25 Jul Popular Music’s Two Great Eras (a thesis)
CHIANG MAI. There are, to me, two great eras of popular music.
1967-1977: The first era begins with Sgt. Pepper. This isn’t to claim that it’s The Beatles’ best album, but it set the tone for what was possible in popular music, an era of experimentation that lasted for 10 years. Not just psychedelic or prog, but everyone was experimenting during this period, trying different things, stretching the conventions of a “song.” There were so many other bands during the early period that helped shape what came (Pink Floyd, The Doors, Jimi, on and on…), but The Beatles were the model. This period died by 1978 as prog rock overdosed on itself (interesting how many epic prog swan songs were released in ’77) and folk ran out of things to say. In between you also had Motown, master singer/songwriters, and some of history’s greatest crooners.1
1989-1994: The second era begins with The Cure’s Disintegration. 1989 was a year when glam metal and all its vain posturing was mercifully dying out; British pop, before it was named “Britpop,” was cinematic, atmospheric and moody; and passion and inventiveness were re-emerging (I’m thinking here of Sinead O’Connor, Fishbone and Jane’s Addiction breaking through, ’89 being the middle point between the two best albums for all three of them). Things exploded in 1990, rivaling ’69 for the best single year in pop music. This was the time of grunge, but we can’t forget the women who broke through: Tori Amos’ rupture; Edie Brickell’s depth; Bjork’s cosmic inception (yes, I’m being allusive here). These were not singer-songwriters or celebrities with pipes but courageous artists. I’d like to pick on someone to blame for the death of this era—faux grunge like Seven Mary Three, Bush and Three Doors Down ruined everything, as did media labeling—but in truth everything diminished after Kurt Cobain died.2
An interesting question is what happened during the dead years. What went badly between 1977 and 1989? And what has happened since 1994? Both feel like periods of loss—a loss of experimentation, hope, sincerity. Perhaps it was mind-opening illicit drugs giving way to doctor-prescribed mind-closing drugs. Perhaps it was careerism and technological abuse (MIDI in the 80s, cell phones today). To me, punk shoulders a lot of the blame for the psychocultural damage it did. In some ways it was necessary damage, but it took years for bands to shake off the shame and to regain the courage to be intense and sincere and bold at the same time. As punk became the unconsciousness of all popular music, its conscious expressions became commodified. An insecurity over the appearance of self-indulgence brims under the surface and combines with a need to formulate passion into a consciously marketable package: a punk-branded capitalism, antithetical to all punk was. So it’s a double loss given rise by punk: a fear of sincerity and a commercialization of feeling. We’ve never gotten over this. The reason grunge worked is because it combined the disillusionment of punk, the loftiness of musicianship, and grandeur of its melodies. Listen to “Drown” by Smashing Pumpkins and you hear an entire era in a single song—sadness, joy, gravity, flight, sincerity, attitude, experimentation and musicianship—but only if you take in all of it and really listen, the entire 8-plus minutes.

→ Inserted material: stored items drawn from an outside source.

//! Client authentication for the token endpoint.
//!
//! Credentials are taken from the `Authorization: Basic` header first. Form
//! fields are only consulted as a fallback when the configuration opts into
//! it. Resolution then goes through one of two paths: the common one
//! demanding the secret, and a relaxed one for grants where public clients
//! identify themselves by id alone.
use std::fmt;

use base64::engine::general_purpose::STANDARD;
use base64::Engine;

use super::error::{Error, ErrorCode};
use crate::config::Config;
use crate::endpoint::{QueryParameter, WebRequest};
use crate::primitives::client::SharedClient;
use crate::primitives::storage::{Storage, StorageError};

/// Credentials presented by the client.
#[derive(Clone)]
pub struct BasicAuth {
    /// The client identifier, the user half of the Basic pair.
    pub username: String,

    /// The client secret, possibly empty.
    pub password: String,
}

impl fmt::Debug for BasicAuth {
    fn fmt(&self, f: &mut fmt::Formatter) -> fmt::Result {
        f.debug_struct("BasicAuth")
            .field("username", &self.username)
            .field("password", &"<confidential>")
            .finish()
    }
}

/// Decode the `Authorization: Basic` header when one is present.
///
/// A present but malformed header is an error, not an absent credential.
pub fn from_basic_header(request: &mut dyn WebRequest) -> Result<Option<BasicAuth>, Error> {
    let header = match request.authheader() {
        Ok(Some(header)) => header.into_owned(),
        Ok(None) => return Ok(None),
        Err(()) => {
            return Err(Error::new(
                ErrorCode::InvalidRequest,
                "malformed authorization header",
            ))
        }
    };

    let encoded = header.strip_prefix("Basic ").ok_or_else(|| {
        Error::new(ErrorCode::InvalidRequest, "authorization header is not basic auth")
    })?;

    let decoded = STANDARD
        .decode(encoded.trim())
        .map_err(|err| {
            Error::new(ErrorCode::InvalidRequest, "invalid authorization header")
                .with_internal(err.to_string())
        })?;
    let decoded = String::from_utf8(decoded).map_err(|err| {
        Error::new(ErrorCode::InvalidRequest, "invalid authorization header")
            .with_internal(err.to_string())
    })?;

    let (username, password) = decoded.split_once(':').ok_or_else(|| {
        Error::new(ErrorCode::InvalidRequest, "invalid authorization header")
    })?;

    Ok(Some(BasicAuth {
        username: username.to_string(),
        password: password.to_string(),
    }))
}

/// Resolve the presented credentials with the configured precedence.
///
/// The Basic header wins. Without one, the `client_id`/`client_secret`
/// form fields are accepted iff `allow_client_secret_in_params` is set.
pub fn credentials(
    request: &mut dyn WebRequest, params: &dyn QueryParameter, config: &Config,
) -> Result<BasicAuth, Error> {
    if let Some(auth) = from_basic_header(request)? {
        return Ok(auth);
    }

    if config.allow_client_secret_in_params {
        if let Some(username) = params.unique_value("client_id") {
            let password = params
                .unique_value("client_secret")
                .map(|secret| secret.into_owned())
                .unwrap_or_default();
            return Ok(BasicAuth {
                username: username.into_owned(),
                password,
            });
        }
    }

    Err(Error::new(
        ErrorCode::InvalidRequest,
        "client authentication not sent",
    ))
}

/// Look up and authenticate the client behind `auth`.
///
/// The client must exist, its secret must match and it must have at least
/// one registered redirect address; each miss is an `invalid_client`.
pub fn client_with_secret(storage: &dyn Storage, auth: &BasicAuth) -> Result<SharedClient, Error> {
    let client = match storage.client(&auth.username) {
        Ok(client) => client,
        Err(StorageError::NotFound) => {
            return Err(Error::new(ErrorCode::InvalidClient, "client not found"))
        }
        Err(err) => {
            return Err(Error::new(ErrorCode::ServerError, "error loading client")
                .with_internal(err.to_string()))
        }
    };

    if !client.matches_secret(&auth.password) {
        return Err(Error::new(ErrorCode::InvalidClient, "client check failed"));
    }
    if client.redirect_uri().is_empty() {
        return Err(Error::new(
            ErrorCode::InvalidClient,
            "client has no registered redirect uri",
        ));
    }

    Ok(client)
}

/// Look up a client that is not expected to present its secret.
///
/// Used by the grants that accept public clients. The storage failure modes
/// mirror [`client_with_secret`], with `unauthorized_client` replacing the
/// authentication error.
///
/// [`client_with_secret`]: fn.client_with_secret.html
pub fn client_without_secret(storage: &dyn Storage, client_id: &str) -> Result<SharedClient, Error> {
    let client = match storage.client(client_id) {
        Ok(client) => client,
        Err(StorageError::NotFound) => {
            return Err(Error::new(ErrorCode::UnauthorizedClient, "client not found"))
        }
        Err(err) => {
            return Err(Error::new(ErrorCode::ServerError, "error loading client")
                .with_internal(err.to_string()))
        }
    };

    if client.redirect_uri().is_empty() {
        return Err(Error::new(
            ErrorCode::UnauthorizedClient,
            "client has no registered redirect uri",
        ));
    }

    Ok(client)
}

/// Client resolution for grants where public clients may omit the secret.
///
/// With a Basic header the client authenticates as usual. Without one the
/// form's `client_id` identifies the client on the relaxed path.
pub fn client_with_optional_secret(
    storage: &dyn Storage, request: &mut dyn WebRequest, params: &dyn QueryParameter,
) -> Result<SharedClient, Error> {
    match from_basic_header(request)? {
        Some(auth) => client_with_secret(storage, &auth),
        None => {
            let client_id = params.unique_value("client_id").ok_or_else(|| {
                Error::new(ErrorCode::InvalidRequest, "client authentication not sent")
            })?;
            client_without_secret(storage, &client_id)
        }
    }
}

There was a ton of great music in between 1977 and 1989. There’s some good music to be found now too. But there’s no wave, no movement to break this structure of consciousness, then or now. I’d like to think we’re due for a new one, but there would have to be a sense in the zeitgeist that things are rising rather than falling. We’re not there, not in an era that continues to fear sincerity with a brand new hyperconsciousness on appearances; not during this emphasis on one’s personal product; not while we allow machines and automation to compose and perform the music while media proliferation and algorithms direct people’s attentions. Passion is a scary thing in this Trumpist age, so information triumphs over raw emotion and becomes the new savior. This is why we find very little protest in popular music. It’s more difficult to gather around something bigger than oneself in a world of continuous and immediate gratification. The only soul or sense of experimentation to be found in music isn’t something that’s going to “happen.” It will have to be found individually in hidden alleys, by going out to a club and seeing/hearing what’s going on in the neighborhood. There are still people out there with skill and courage on actual instruments, making great music as a band of listeners. But you gotta go out and find it.
1 Not pop, but this was also a really wild period in jazz.
2 Not pop, but this was also a time when the “new classical” thing was taking shape (Arvo Part, ECM), as were world-ambient-dub projects (Bill Laswell, Adrian Sherwood, Jah Wobble) and “post-rock” (Talk Talk up to Tortoise).